---- Input material
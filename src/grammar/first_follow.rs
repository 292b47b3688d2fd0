use std::collections::{BTreeSet, HashMap};

use log::{debug, trace};

use super::{grammar::Symbol, Grammar, END_MARK_INDEX, LAMBDA_INDEX};
use crate::error::GrammarError;

/// FIRST and FOLLOW sets of every non-terminal of a grammar.
///
/// Sets hold symbol indices of the grammar they were computed from. FIRST sets
/// contain terminals, the end marker and possibly [`LAMBDA_INDEX`]; FOLLOW sets
/// contain terminals and possibly [`END_MARK_INDEX`].
#[derive(Debug, Clone, Default, PartialEq, Eq)]
pub struct FirstFollow {
    first: HashMap<usize, BTreeSet<usize>>,
    follow: HashMap<usize, BTreeSet<usize>>,
}

enum Memo {
    Computing,
    Done(BTreeSet<usize>),
}

impl FirstFollow {
    pub fn first(&self, non_terminal: usize) -> Option<&BTreeSet<usize>> {
        self.first.get(&non_terminal)
    }

    pub fn follow(&self, non_terminal: usize) -> Option<&BTreeSet<usize>> {
        self.follow.get(&non_terminal)
    }

    pub fn nullable(&self, non_terminal: usize) -> bool {
        self.first(non_terminal)
            .map_or(false, |first| first.contains(&LAMBDA_INDEX))
    }

    /// Symbols that can begin a derivation of `symbols`, walking left to right
    /// past every symbol that can derive lambda. Contains [`LAMBDA_INDEX`] if the
    /// whole sequence can vanish.
    pub fn first_of_sequence(&self, grammar: &Grammar, symbols: &[usize]) -> BTreeSet<usize> {
        let mut first = BTreeSet::new();
        for &idx in symbols {
            match &grammar.symbols[idx] {
                Symbol::Lambda => continue,
                Symbol::Terminal(_) | Symbol::EndMarker => {
                    first.insert(idx);
                    return first;
                }
                Symbol::NonTerminal(_) => {
                    let nt_first = match self.first.get(&idx) {
                        Some(nt_first) => nt_first,
                        None => return first,
                    };
                    first.extend(nt_first.iter().filter(|&&s| s != LAMBDA_INDEX));
                    if !nt_first.contains(&LAMBDA_INDEX) {
                        return first;
                    }
                }
            }
        }
        first.insert(LAMBDA_INDEX);
        first
    }
}

impl Grammar {
    pub fn calculate_first_follow(&self) -> Result<FirstFollow, GrammarError> {
        let start = self.start_symbol.ok_or(GrammarError::Empty)?;

        let mut ff = FirstFollow {
            first: self.calculate_first()?,
            follow: HashMap::new(),
        };
        ff.follow = self.calculate_follow(&ff, start)?;

        for nt in self.non_terminal_iter() {
            debug!(
                "{}: first = {:?}, follow = {:?}",
                nt.name,
                self.set_to_vec_str(ff.first(nt.index)),
                self.set_to_vec_str(ff.follow(nt.index)),
            );
        }
        Ok(ff)
    }

    pub fn set_to_vec_str(&self, set: Option<&BTreeSet<usize>>) -> Vec<&str> {
        set.into_iter()
            .flatten()
            .map(|idx| self.get_symbol_name(*idx))
            .collect()
    }

    fn calculate_first(&self) -> Result<HashMap<usize, BTreeSet<usize>>, GrammarError> {
        let mut memo: HashMap<usize, Memo> = HashMap::new();
        let mut first = HashMap::new();
        for nt in self.non_terminal_iter() {
            first.insert(nt.index, self.calculate_first_helper(nt.index, &mut memo)?);
        }
        Ok(first)
    }

    fn calculate_first_helper(
        &self,
        non_terminal: usize,
        memo: &mut HashMap<usize, Memo>,
    ) -> Result<BTreeSet<usize>, GrammarError> {
        match memo.get(&non_terminal) {
            Some(Memo::Done(first)) => return Ok(first.clone()),
            Some(Memo::Computing) => {
                return Err(GrammarError::LeftRecursion {
                    non_terminal: self.get_symbol_name(non_terminal).to_string(),
                })
            }
            None => {}
        }
        memo.insert(non_terminal, Memo::Computing);

        let mut first = BTreeSet::new();
        for production in self.productions_of(non_terminal) {
            let mut vanishes = true;
            for &idx in &production.right {
                match &self.symbols[idx] {
                    Symbol::Lambda => {}
                    Symbol::Terminal(_) | Symbol::EndMarker => {
                        first.insert(idx);
                        vanishes = false;
                        break;
                    }
                    Symbol::NonTerminal(_) => {
                        let nt_first = self.calculate_first_helper(idx, memo)?;
                        first.extend(nt_first.iter().filter(|&&s| s != LAMBDA_INDEX));
                        if !nt_first.contains(&LAMBDA_INDEX) {
                            vanishes = false;
                            break;
                        }
                    }
                }
            }
            if vanishes {
                first.insert(LAMBDA_INDEX);
            }
        }

        trace!(
            "FIRST({}) = {:?}",
            self.get_symbol_name(non_terminal),
            self.set_to_vec_str(Some(&first))
        );
        memo.insert(non_terminal, Memo::Done(first.clone()));
        Ok(first)
    }

    fn calculate_follow(
        &self,
        ff: &FirstFollow,
        start: usize,
    ) -> Result<HashMap<usize, BTreeSet<usize>>, GrammarError> {
        let mut follow: HashMap<usize, BTreeSet<usize>> = self
            .non_terminal_iter()
            .map(|nt| (nt.index, BTreeSet::new()))
            .collect();
        follow.entry(start).or_default().insert(END_MARK_INDEX);

        // A non-terminal index inside a FOLLOW set stands for "everything in the
        // FOLLOW set of that non-terminal" until the closure below resolves it.
        for production in &self.productions {
            for (i, &idx) in production.right.iter().enumerate() {
                if !self.symbols[idx].is_non_terminal() {
                    continue;
                }
                let rest = ff.first_of_sequence(self, &production.right[i + 1..]);
                let entry = follow.entry(idx).or_default();
                entry.extend(rest.iter().filter(|&&s| s != LAMBDA_INDEX));
                if rest.contains(&LAMBDA_INDEX) && production.left != idx {
                    entry.insert(production.left);
                }
            }
        }

        let non_terminals: Vec<usize> = self.non_terminal_iter().map(|nt| nt.index).collect();
        let bound = non_terminals.len() * non_terminals.len() + 1;
        let mut expanded: HashMap<usize, BTreeSet<usize>> = HashMap::new();
        let mut passes = 0;
        loop {
            let mut changed = false;
            for &nt in &non_terminals {
                let placeholders: Vec<usize> = follow[&nt]
                    .iter()
                    .cloned()
                    .filter(|&s| self.symbols[s].is_non_terminal())
                    .collect();
                for placeholder in placeholders {
                    let done = expanded.entry(nt).or_default();
                    let first_visit = done.insert(placeholder);
                    let inherited: Vec<usize> = if first_visit {
                        follow[&placeholder]
                            .iter()
                            .cloned()
                            .filter(|&s| s != nt && !done.contains(&s))
                            .collect()
                    } else {
                        Vec::new()
                    };

                    let entry = follow.entry(nt).or_default();
                    entry.remove(&placeholder);
                    if first_visit {
                        entry.extend(inherited);
                        changed = true;
                    }
                }
            }
            if !changed {
                break;
            }
            passes += 1;
            if passes > bound {
                return Err(GrammarError::FollowClosure { passes });
            }
        }
        trace!("FOLLOW closure settled after {} passes", passes);

        Ok(follow)
    }
}

#[cfg(test)]
mod tests {
    use pretty_assertions::assert_eq;

    use crate::error::GrammarError;
    use crate::Grammar;

    /// Grammar 4.28 of the dragon book, written with bracketed non-terminals.
    fn grammar_428() -> Grammar {
        Grammar::parse(
            "<E> -> <T> <E'>
             <E'> -> + <T> <E'>
             <E'> -> lambda
             <T> -> <F> <T'>
             <T'> -> * <F> <T'>
             <T'> -> lambda
             <F> -> ( <E> )
             <F> -> id",
        )
        .unwrap()
    }

    fn first_of<'a>(g: &'a Grammar, ff: &super::FirstFollow, name: &str) -> Vec<&'a str> {
        let idx = g.get_symbol_index(name).unwrap();
        let mut v = g.set_to_vec_str(ff.first(idx));
        v.sort();
        v
    }

    fn follow_of<'a>(g: &'a Grammar, ff: &super::FirstFollow, name: &str) -> Vec<&'a str> {
        let idx = g.get_symbol_index(name).unwrap();
        let mut v = g.set_to_vec_str(ff.follow(idx));
        v.sort();
        v
    }

    #[test]
    fn first_sets() {
        let g = grammar_428();
        let ff = g.calculate_first_follow().unwrap();
        assert_eq!(first_of(&g, &ff, "<E>"), vec!["(", "id"]);
        assert_eq!(first_of(&g, &ff, "<E'>"), vec!["+", "λ"]);
        assert_eq!(first_of(&g, &ff, "<T>"), vec!["(", "id"]);
        assert_eq!(first_of(&g, &ff, "<T'>"), vec!["*", "λ"]);
        assert_eq!(first_of(&g, &ff, "<F>"), vec!["(", "id"]);
    }

    #[test]
    fn follow_sets() {
        let g = grammar_428();
        let ff = g.calculate_first_follow().unwrap();
        assert_eq!(follow_of(&g, &ff, "<E>"), vec!["$", ")"]);
        assert_eq!(follow_of(&g, &ff, "<E'>"), vec!["$", ")"]);
        assert_eq!(follow_of(&g, &ff, "<T>"), vec!["$", ")", "+"]);
        assert_eq!(follow_of(&g, &ff, "<T'>"), vec!["$", ")", "+"]);
        assert_eq!(follow_of(&g, &ff, "<F>"), vec!["$", ")", "*", "+"]);
    }

    #[test]
    fn follow_of_start_contains_end_mark() {
        let g = Grammar::parse("<S> -> a <S> b\n<S> -> c").unwrap();
        let ff = g.calculate_first_follow().unwrap();
        assert_eq!(follow_of(&g, &ff, "<S>"), vec!["$", "b"]);
    }

    #[test]
    fn lambda_in_first_iff_nullable() {
        let g = Grammar::parse(
            "<S> -> <A> <B> c
             <A> -> a
             <A> -> lambda
             <B> -> <A> <A>
             <C> -> <A> b",
        )
        .unwrap();
        let ff = g.calculate_first_follow().unwrap();
        let nullable = |name: &str| ff.nullable(g.get_symbol_index(name).unwrap());
        assert!(nullable("<A>"));
        assert!(nullable("<B>"));
        assert!(!nullable("<S>"));
        assert!(!nullable("<C>"));
        assert_eq!(first_of(&g, &ff, "<S>"), vec!["a", "c"]);
        assert_eq!(first_of(&g, &ff, "<C>"), vec!["a", "b"]);
    }

    #[test]
    fn first_of_sequence_walks_nullable_prefix() {
        let g = grammar_428();
        let ff = g.calculate_first_follow().unwrap();
        let seq: Vec<usize> = ["<E'>", "<T'>", ")"]
            .iter()
            .map(|s| g.get_symbol_index(s).unwrap())
            .collect();
        let mut first = g.set_to_vec_str(Some(&ff.first_of_sequence(&g, &seq)));
        first.sort();
        assert_eq!(first, vec![")", "*", "+"]);

        let empty = ff.first_of_sequence(&g, &[]);
        assert_eq!(g.set_to_vec_str(Some(&empty)), vec!["λ"]);
    }

    #[test]
    fn mutually_dependent_follow_sets() {
        let g = Grammar::parse(
            "<S> -> <A> ;
             <A> -> x <B>
             <B> -> y <A>
             <B> -> lambda",
        )
        .unwrap();
        let ff = g.calculate_first_follow().unwrap();
        assert_eq!(follow_of(&g, &ff, "<A>"), vec![";"]);
        assert_eq!(follow_of(&g, &ff, "<B>"), vec![";"]);
    }

    #[test]
    fn left_recursion_is_reported() {
        let g = Grammar::parse("<E> -> <E> + <T>\n<E> -> <T>\n<T> -> id").unwrap();
        assert_eq!(
            g.calculate_first_follow(),
            Err(GrammarError::LeftRecursion {
                non_terminal: "<E>".to_string()
            })
        );
    }

    #[test]
    fn hidden_left_recursion_is_reported() {
        let g = Grammar::parse("<A> -> <N> <A> x\n<A> -> y\n<N> -> lambda").unwrap();
        assert!(matches!(
            g.calculate_first_follow(),
            Err(GrammarError::LeftRecursion { .. })
        ));
    }

    #[test]
    fn empty_grammar_has_no_sets() {
        let g = Grammar::parse("").unwrap();
        assert_eq!(g.calculate_first_follow(), Err(GrammarError::Empty));
    }
}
--------
▸ **About this exercise**: Filter the listing above down to the lines that contain the word "rest".

▸ **Answer space**:
                let rest = ff.first_of_sequence(self, &production.right[i + 1..]);
                entry.extend(rest.iter().filter(|&&s| s != LAMBDA_INDEX));
                if rest.contains(&LAMBDA_INDEX) && production.left != idx {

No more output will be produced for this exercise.